Provided information ::
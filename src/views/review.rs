//! Spaced-repetition review: walk the due queue card by card, reveal, rate.
//!
//! A rating failure still advances the queue; the card simply comes back on
//! the server's schedule. The navbar count is refreshed once, when the
//! session completes.

use crate::app::messages::{Effect, ViewEvent};
use crate::models::{Quality, ReviewCard};
use crate::notifications::ToastKind;

use super::ViewContext;

pub struct ReviewView {
    ctx: ViewContext,
    pub cards: Vec<ReviewCard>,
    pub current: usize,
    pub revealed: bool,
    pub loading: bool,
    pub rating: bool,
    pub completed: bool,
    pub error: Option<String>,
    /// XP accumulated across the session, shown on the completion screen.
    pub xp_earned: i64,
    pub reviewed_count: usize,
}

impl ReviewView {
    pub fn mount(ctx: ViewContext) -> Self {
        let view = Self {
            ctx,
            cards: Vec::new(),
            current: 0,
            revealed: false,
            loading: true,
            rating: false,
            completed: false,
            error: None,
            xp_earned: 0,
            reviewed_count: 0,
        };
        let ctx = view.ctx.clone();
        tokio::spawn(async move {
            let result = ctx.client.review_queue().await;
            ctx.send(ViewEvent::ReviewQueueLoaded(
                result.map_err(|e| e.to_string()),
            ));
        });
        view
    }

    pub fn current_card(&self) -> Option<&ReviewCard> {
        self.cards.get(self.current)
    }

    pub fn reveal(&mut self) {
        if !self.completed {
            self.revealed = true;
        }
    }

    /// Rate the current card. Only available once the answer is revealed.
    pub fn rate(&mut self, quality: Quality) {
        if !self.revealed || self.rating || self.completed {
            return;
        }
        let card_id = match self.current_card() {
            Some(card) => card.id,
            None => return,
        };
        self.rating = true;
        let ctx = self.ctx.clone();
        tokio::spawn(async move {
            let result = ctx.client.rate_card(card_id, quality).await;
            ctx.send(ViewEvent::CardRated(result.map_err(|e| e.to_string())));
        });
    }

    pub fn apply(&mut self, event: ViewEvent) -> Vec<Effect> {
        match event {
            ViewEvent::ReviewQueueLoaded(result) => {
                self.loading = false;
                match result {
                    Ok(queue) => {
                        self.completed = queue.cards.is_empty();
                        self.cards = queue.cards;
                    }
                    Err(e) => self.error = Some(e),
                }
                Vec::new()
            }
            ViewEvent::CardRated(result) => {
                self.rating = false;
                let mut effects = Vec::new();
                match result {
                    Ok(rated) => {
                        self.xp_earned += rated.xp_earned;
                        if !rated.new_achievements.is_empty() {
                            effects.push(Effect::Achievements(rated.new_achievements));
                        }
                    }
                    Err(_) => effects.push(Effect::Toast {
                        message: "Could not record rating".to_string(),
                        kind: ToastKind::Error,
                    }),
                }
                // Advance regardless; a failed rating just resurfaces later.
                self.reviewed_count += 1;
                self.revealed = false;
                if self.current + 1 < self.cards.len() {
                    self.current += 1;
                } else {
                    self.completed = true;
                    effects.push(Effect::RefreshNavbar);
                }
                effects
            }
            _ => Vec::new(),
        }
    }
}

#[cfg(test)]
mod tests {
    use super::*;
    use crate::models::{RateResult, ReviewQueue};
    use crate::views::tests::test_ctx;

    fn card(id: i64) -> ReviewCard {
        ReviewCard {
            id,
            lesson_id: Some(1),
            question: format!("Q{id}"),
            answer: format!("A{id}"),
            lesson_topic: None,
            next_review_at: None,
            repetitions: None,
        }
    }

    fn rated(xp: i64) -> RateResult {
        RateResult {
            xp_earned: xp,
            next_review_days: 3,
            new_achievements: vec![],
        }
    }

    fn loaded_view(count: i64) -> ReviewView {
        let (ctx, _rx) = test_ctx();
        let mut view = ReviewView::mount(ctx);
        let cards = (1..=count).map(card).collect();
        view.apply(ViewEvent::ReviewQueueLoaded(Ok(ReviewQueue { cards })));
        view
    }

    #[tokio::test]
    async fn empty_queue_is_already_complete() {
        let view = loaded_view(0);
        assert!(view.completed);
    }

    #[tokio::test]
    async fn rating_requires_reveal() {
        let mut view = loaded_view(2);
        view.rate(Quality::Good);
        assert!(!view.rating);
        view.reveal();
        view.rate(Quality::Good);
        assert!(view.rating);
    }

    #[tokio::test]
    async fn three_cards_complete_after_third_with_one_navbar_refresh() {
        let mut view = loaded_view(3);
        let mut navbar_refreshes = 0;
        for n in 1..=3 {
            view.reveal();
            view.rate(Quality::Good);
            let effects = view.apply(ViewEvent::CardRated(Ok(rated(5))));
            navbar_refreshes += effects
                .iter()
                .filter(|e| **e == Effect::RefreshNavbar)
                .count();
            assert_eq!(view.completed, n == 3);
        }
        assert_eq!(navbar_refreshes, 1);
        assert_eq!(view.xp_earned, 15);
    }

    #[tokio::test]
    async fn failed_rating_still_advances() {
        let mut view = loaded_view(2);
        view.reveal();
        view.rate(Quality::Again);
        let effects = view.apply(ViewEvent::CardRated(Err("500".into())));
        assert_eq!(view.current, 1);
        assert!(!view.revealed);
        assert!(effects
            .iter()
            .any(|e| matches!(e, Effect::Toast { kind: ToastKind::Error, .. })));
    }
}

About this task :: Your answer should consist of every line from the entries that holds "crate".

Task output ::
use crate::app::messages::{Effect, ViewEvent};
use crate::models::{Quality, ReviewCard};
use crate::notifications::ToastKind;
    use crate::models::{RateResult, ReviewQueue};
    use crate::views::tests::test_ctx;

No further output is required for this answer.